The young man was looking a little worse for wear, linen suit torn and frayed all over, left sleeve sheared off or possibly rolled up, one lens of his tinted glasses shattered out of the frame, long black hair which had been neatly combed back earlier now askew. However, all this was easily forgotten when at last one's gaze settled on his penetrating blue eyes, bright with determination as always.

Holly could have sworn he turned and looked in the precise direction where the fairy shuttle waited, invisible. The briefest of smiles crossed his thin lips.

Strange how he could look like that, riding awkwardly on the semi-panicking little striped-donkey-like animal, clothing just about as pristine as that of a refugee from a war zone. But there was no denying it; he was empowered, triumphant.

Or perhaps it was simply her imagination, and she was only imposing that interpretation on the scene. The way he was heading toward them in the darkness, sounds and images of the battleground where justice was being carried out serving as a backdrop, his thin form backlit by the bright lights now sputtering inside the center. And in consideration of what Holly had, up until now, half-believed had happened to him.

Holly raised the shuttle and piloted it over the beach house, gliding swiftly to where Artemis and the striped pony cantered along through the park.

Her hands trembling slightly, Holly quickly activated the robotic arm normally used for moving cargo into the ship cargo bay for transport, though with the clunky design the end more resembled the scoop of a bulldozer, and used it to carefully draw the gangly, long-haired teen into the ship's belly.

Then, putting her hands back on the ship controls, Holly easily maneuvered the craft in a quick, neat U-turn, then immediately accelerated for all the ship was worth, shooting off into the dark starry sky.

So, phase one, which had been to get Jayjay and all start safely back to the takeoff point in Fowl Manor, was complete.

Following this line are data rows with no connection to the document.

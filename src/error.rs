//! Error types for weight scheme configuration.
//!
//! Conversions themselves never fail; only building a weight scheme from
//! caller supplied numbers or names can.

use thiserror::Error;

use crate::color::Component;

/// A weight scheme could not be built.
#[derive(Clone, Debug, Error, PartialEq)]
pub enum ConfigurationError {
    /// A weight is NaN or infinite.
    #[error("weight {index} is not a finite number: {value}")]
    NonFiniteWeight {
        /// Position of the weight in the triple.
        index: usize,
        /// The rejected value.
        value: Component,
    },

    /// A weight is below zero.
    #[error("weight {index} is negative: {value}")]
    NegativeWeight {
        /// Position of the weight in the triple.
        index: usize,
        /// The rejected value.
        value: Component,
    },

    /// The weights do not add up to one.
    #[error("weights must sum to 1, but sum to {sum}")]
    WeightsNotNormalized {
        /// The sum of the three weights.
        sum: Component,
    },

    /// A weight that must carry some lightness is zero.
    #[error("weight {index} must be greater than zero")]
    ZeroWeight {
        /// Position of the weight in the triple.
        index: usize,
    },

    /// No preset is known by the given name.
    #[error("unknown weight preset: {0}")]
    UnknownPreset(String),
}

/// Result type for weight scheme configuration.
pub type Result<T> = std::result::Result<T, ConfigurationError>;
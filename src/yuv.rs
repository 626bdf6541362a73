//! The luma, chrominance (YUV) model.
//!
//! Luma is the weighted sum of the channels. U and V are the blue and red
//! differences from luma, scaled so that pure blue has `U = U_MAX` and pure
//! red has `V = V_MAX`. Both directions are a single matrix multiplication.

use tracing::trace;

use crate::color::{Component, Components};
use crate::math::{transform, transform_3x3, Transform};
use crate::weights::RgbWeights;

/// The largest magnitude of U for colors inside the RGB cube.
pub const U_MAX: Component = 0.436;

/// The largest magnitude of V for colors inside the RGB cube.
pub const V_MAX: Component = 0.615;

/// What to do with RGB results that fall outside of [0..1].
#[derive(Clone, Copy, Debug, Default, PartialEq, Eq)]
pub enum ClampMode {
    /// Clamp each channel into [0..1].
    #[default]
    Clamp,
    /// Return the channels as computed.
    Unclamped,
}

#[rustfmt::skip]
fn rgb_to_yuv_transform(weights: &RgbWeights) -> Transform {
    let Components(wr, wg, wb) = weights.to_components();
    let u = U_MAX / (1.0 - wb);
    let v = V_MAX / (1.0 - wr);

    transform_3x3(
        wr, -u * wr,         v * (1.0 - wr),
        wg, -u * wg,         -v * wg,
        wb, u * (1.0 - wb),  -v * wb,
    )
}

#[rustfmt::skip]
fn yuv_to_rgb_transform(weights: &RgbWeights) -> Transform {
    let Components(wr, wg, wb) = weights.to_components();
    let u = (1.0 - wb) / U_MAX;
    let v = (1.0 - wr) / V_MAX;

    transform_3x3(
        1.0, 1.0,           1.0,
        0.0, -u * wb / wg,  u,
        v,   -v * wr / wg,  0.0,
    )
}

/// Convert a color from RGB to YUV. Returns `(luma, u, v)`.
pub fn rgb_to_yuv(
    red: Component,
    green: Component,
    blue: Component,
    weights: RgbWeights,
) -> Components {
    transform(&rgb_to_yuv_transform(&weights), Components(red, green, blue))
}

/// Convert a color from YUV to RGB.
///
/// Changing the luma of a color can push it out of the RGB cube, e.g. there
/// is no blue brighter than pure blue with the same chrominance. `clamp`
/// decides whether such results are clamped into [0..1] or returned as is.
pub fn yuv_to_rgb(
    luma: Component,
    u: Component,
    v: Component,
    weights: RgbWeights,
    clamp: ClampMode,
) -> Components {
    let rgb = transform(&yuv_to_rgb_transform(&weights), Components(luma, u, v));

    match clamp {
        ClampMode::Unclamped => rgb,
        ClampMode::Clamp => {
            let clipped = rgb.out_of_unit_range();
            if !clipped.is_empty() {
                trace!(?rgb, ?clipped, "clamping yuv conversion into rgb gamut");
            }
            rgb.clamp_unit()
        }
    }
}
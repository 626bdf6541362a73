//! Model a color with luma and two chrominance components.

use crate::color::Component;
use crate::weights::RgbWeights;
use crate::yuv::{self, ClampMode};

use super::Rgb;

hexcone_macros::gen_model! {
    /// A color specified with YUV components.
    pub struct Yuv {
        /// The luma component of the color, [0..1].
        luma: Component,
        /// The blue difference component of the color.
        u: Component,
        /// The red difference component of the color.
        v: Component,
    }
}

impl Yuv {
    /// Convert this color to RGB with the given luma weights.
    pub fn to_rgb(&self, weights: RgbWeights, clamp: ClampMode) -> Rgb {
        yuv::yuv_to_rgb(self.luma, self.u, self.v, weights, clamp).into()
    }
}

#[cfg(test)]
mod tests {
    use super::*;

    #[test]
    fn clamp_mode_is_respected() {
        let weights = RgbWeights::REC601;
        let mut yuv = Rgb::new(0.0, 0.0, 1.0).to_yuv(weights);
        yuv.luma += 0.2;

        assert!(yuv.to_rgb(weights, ClampMode::Clamp).in_gamut());
        assert!(!yuv.to_rgb(weights, ClampMode::Unclamped).in_gamut());
    }
}
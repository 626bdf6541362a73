//! Model a color with the generalized lightness, hue, saturation notation.

use crate::color::Component;
use crate::glhs;
use crate::weights::Weighting;

use super::Rgb;

hexcone_macros::gen_model! {
    /// A color specified with GLHS components. The weight scheme is not part
    /// of the color; converting back needs the same scheme that produced it.
    pub struct Glhs {
        /// The lightness component of the color, [0..1].
        lightness: Component,
        /// The hue component of the color in turns, [0..1).
        hue: Component,
        /// The saturation component of the color, [0..1].
        saturation: Component,
    }
}

impl Glhs {
    /// Convert this color to RGB with the given weight scheme.
    pub fn to_rgb(&self, weighting: impl Into<Weighting>) -> Rgb {
        glhs::glhs_to_rgb(self.lightness, self.hue, self.saturation, weighting).into()
    }
}

#[cfg(test)]
mod tests {
    use super::*;
    use crate::color::Components;
    use crate::weights::SortedWeights;

    #[test]
    fn components() {
        let glhs = Glhs::new(0.5, 0.25, 0.75);
        assert_eq!(glhs.to_components(), Components(0.5, 0.25, 0.75));
    }

    #[test]
    fn round_trip() {
        let rgb = Rgb::new(0.25, 0.75, 0.5);
        for (_, weights) in SortedWeights::PRESETS {
            let back = rgb.to_glhs(weights).to_rgb(weights);
            assert!((back.red - rgb.red).abs() < 1.0e-6);
            assert!((back.green - rgb.green).abs() < 1.0e-6);
            assert!((back.blue - rgb.blue).abs() < 1.0e-6);
        }
    }
}
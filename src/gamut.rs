//! Gamut checks for RGB colors.
//!
//! Conversions into RGB never clamp on their own (apart from YUV with
//! [`ClampMode::Clamp`](crate::ClampMode::Clamp)), so these are the tools to
//! find and fix colors that left the RGB cube.

use crate::color::{in_zero_to_one, Channels};
use crate::models::Rgb;

impl Rgb {
    /// Returns true if every channel is inside [0..1].
    pub fn in_gamut(&self) -> bool {
        in_zero_to_one(self.red) && in_zero_to_one(self.green) && in_zero_to_one(self.blue)
    }

    /// Return the channels that are outside of [0..1].
    pub fn out_of_gamut(&self) -> Channels {
        self.to_components().out_of_unit_range()
    }

    /// Return a color with each of the components clipped (clamped to [0..1]).
    /// NOTE: This is a lossy operation.
    pub fn clip(&self) -> Rgb {
        self.to_components().clamp_unit().into()
    }
}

She really hoped there weren't a whole lot more phases to go.


As soon as the cargo door was shut and Holly saw on the camera feed of the in-ship monitors that Artemis was indeed safe inside the mining shuttle, Holly finally allowed herself to exhale slowly, a long breath that rattled with suppressed nerves.

Finally, they were going back. The mission, she hoped, would be effectively over soon and they would all make it back to where they were supposed to be, all alive after all.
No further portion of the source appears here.